When Faria "targeted" his second daughter for marriage, Sarker informed the headmaster of the school and its managing committee, and they warned the Muslim not to disturb the family, Sarker said. Nevertheless, he said, he felt he couldn't send his older daughters to school because he feared Faria would harm them.
"The relation of us with those Muslim neighbors is ‘predator-and-prey,'" he said. "I saved my other family members from his lechery, but I could not save my youngest daughter."
Sarker said he felt alone and helpless as a Christian minority but that he doesn't understand how the entire justice system also can be so helpless.
"Why and how can the court, law enforcement agencies, police, administration, society and the country be helpless against him? Why can't they rescue my daughter?" he said.
Dilip Gabriel Bepari, an activist for Bangladesh Minority Watch, told Compass that the group had informed national and international officials in seeking help to find the girl.
"We informed it to various ministers, political leaders and police high officials," Bepari said. "We also informed it to the Vatican ambassador in Bangladesh. Unfortunately, the girl is still missing."
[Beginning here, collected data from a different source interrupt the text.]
//! Shared ride fixture for the SQLite integration tests

#![allow(dead_code)]

use ride_insights::handlers::database::{RideStore, SqliteStore};
use std::sync::Arc;

pub const SCHEMA: &str = r#"
CREATE TABLE zones (
    zone_id INTEGER PRIMARY KEY,
    borough TEXT,
    zone_name TEXT,
    service_zone TEXT
);

CREATE TABLE trips (
    trip_id INTEGER PRIMARY KEY,
    pickup_datetime TEXT NOT NULL,
    dropoff_datetime TEXT NOT NULL,
    pickup_zone_id INTEGER NOT NULL,
    dropoff_zone_id INTEGER NOT NULL,
    passenger_count INTEGER,
    trip_distance REAL NOT NULL,
    fare_amount REAL NOT NULL,
    tip_amount REAL,
    total_amount REAL
);

CREATE TABLE derived_features (
    trip_id INTEGER PRIMARY KEY,
    tip_percentage REAL,
    trip_duration_minutes REAL,
    time_of_day TEXT,
    trip_speed_mph REAL,
    day_type TEXT
);
"#;

pub struct FixtureZone {
    pub zone_id: i64,
    pub borough: &'static str,
    pub zone_name: &'static str,
}

pub static ZONES: [FixtureZone; 4] = [
    FixtureZone {
        zone_id: 1,
        borough: "Manhattan",
        zone_name: "Midtown Center",
    },
    FixtureZone {
        zone_id: 2,
        borough: "Manhattan",
        zone_name: "Upper East Side North",
    },
    FixtureZone {
        zone_id: 3,
        borough: "Queens",
        zone_name: "JFK Airport",
    },
    FixtureZone {
        zone_id: 4,
        borough: "Brooklyn",
        zone_name: "Park Slope",
    },
];

/// 異常として検出される乗車
pub const FARE_OUTLIER_TRIP: i64 = 12;
pub const SPEED_OUTLIER_TRIP: i64 = 30;
pub const TRIP_COUNT: i64 = 30;

#[derive(Debug, Clone)]
pub struct FixtureTrip {
    pub trip_id: i64,
    pub day: u32,
    pub hour: u32,
    pub pickup_zone_id: i64,
    pub dropoff_zone_id: i64,
    pub passenger_count: i64,
    pub trip_distance: f64,
    pub fare_amount: f64,
    pub speed_mph: f64,
}

impl FixtureTrip {
    pub fn pickup_datetime(&self) -> String {
        format!("2019-01-{:02} {:02}:15:00", self.day, self.hour)
    }

    pub fn duration_minutes(&self) -> f64 {
        self.trip_distance / self.speed_mph * 60.0
    }

    pub fn touches_borough(&self, borough: &str) -> bool {
        [self.pickup_zone_id, self.dropoff_zone_id]
            .iter()
            .any(|id| zone(*id).borough == borough)
    }
}

pub fn zone(zone_id: i64) -> &'static FixtureZone {
    ZONES
        .iter()
        .find(|z| z.zone_id == zone_id)
        .expect("fixture zone")
}

/// 3日間・30件。zone 1 に12件集中させ運賃分析の対象にする
pub fn trips() -> Vec<FixtureTrip> {
    (0..TRIP_COUNT as usize)
        .map(|i| {
            let trip_id = i as i64 + 1;
            let pickup_zone_id = if i < 12 { 1 } else { [2, 3, 4][i % 3] };
            let fare_amount = if trip_id == FARE_OUTLIER_TRIP {
                150.0
            } else {
                10.0 + (i % 4) as f64
            };
            let speed_mph = if trip_id == SPEED_OUTLIER_TRIP {
                120.0
            } else {
                12.0 + (i % 3) as f64
            };

            FixtureTrip {
                trip_id,
                day: 1 + (i % 3) as u32,
                hour: ((i * 5) % 24) as u32,
                pickup_zone_id,
                dropoff_zone_id: [3, 1, 2, 4][i % 4],
                passenger_count: 1 + (i % 3) as i64,
                trip_distance: 1.0 + (i % 5) as f64,
                fare_amount,
                speed_mph,
            }
        })
        .collect()
}

pub fn seed_script(trips: &[FixtureTrip]) -> String {
    let mut sql = String::from(SCHEMA);

    for z in &ZONES {
        sql.push_str(&format!(
            "INSERT INTO zones VALUES ({}, '{}', '{}', 'Boro Zone');\n",
            z.zone_id, z.borough, z.zone_name
        ));
    }

    for t in trips {
        sql.push_str(&format!(
            "INSERT INTO trips VALUES ({}, '{}', '{}', {}, {}, {}, {:.1}, {:.2}, 1.50, {:.2});\n",
            t.trip_id,
            t.pickup_datetime(),
            t.pickup_datetime(),
            t.pickup_zone_id,
            t.dropoff_zone_id,
            t.passenger_count,
            t.trip_distance,
            t.fare_amount,
            t.fare_amount + 1.5
        ));
        sql.push_str(&format!(
            "INSERT INTO derived_features VALUES ({}, {:.4}, {:.4}, 'morning', {:.1}, 'weekday');\n",
            t.trip_id,
            1.5 / t.fare_amount * 100.0,
            t.duration_minutes(),
            t.speed_mph
        ));
    }

    sql
}

pub async fn seeded_store() -> Arc<dyn RideStore> {
    let store = SqliteStore::in_memory().await.expect("in-memory sqlite");
    store
        .execute_script(&seed_script(&trips()))
        .await
        .expect("seed fixture");
    Arc::new(store)
}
Archbishop Paulinus Costa of Bangladesh said the Catholic Church's impassioned plea to the government is to rescue her as soon as possible and bring the kidnappers to justice.
"It is unfortunate that the girl is not rescued yet in three months," Costa said. "There must be negligence and indifference to the Christians from the government, otherwise the girl would be rescued."
The U.S. Commission on International Religious Freedom (USCIRF) this year removed Bangladesh from its "Watch List" of countries requiring close monitoring of religious freedom violations, but it urged the new Awami League administration to strengthen protections for all Bangladeshis.
USCIRF also indicates that it hopes the government of Bangladesh will investigate and prosecute perpetrators of violent acts against members of minority religious communities.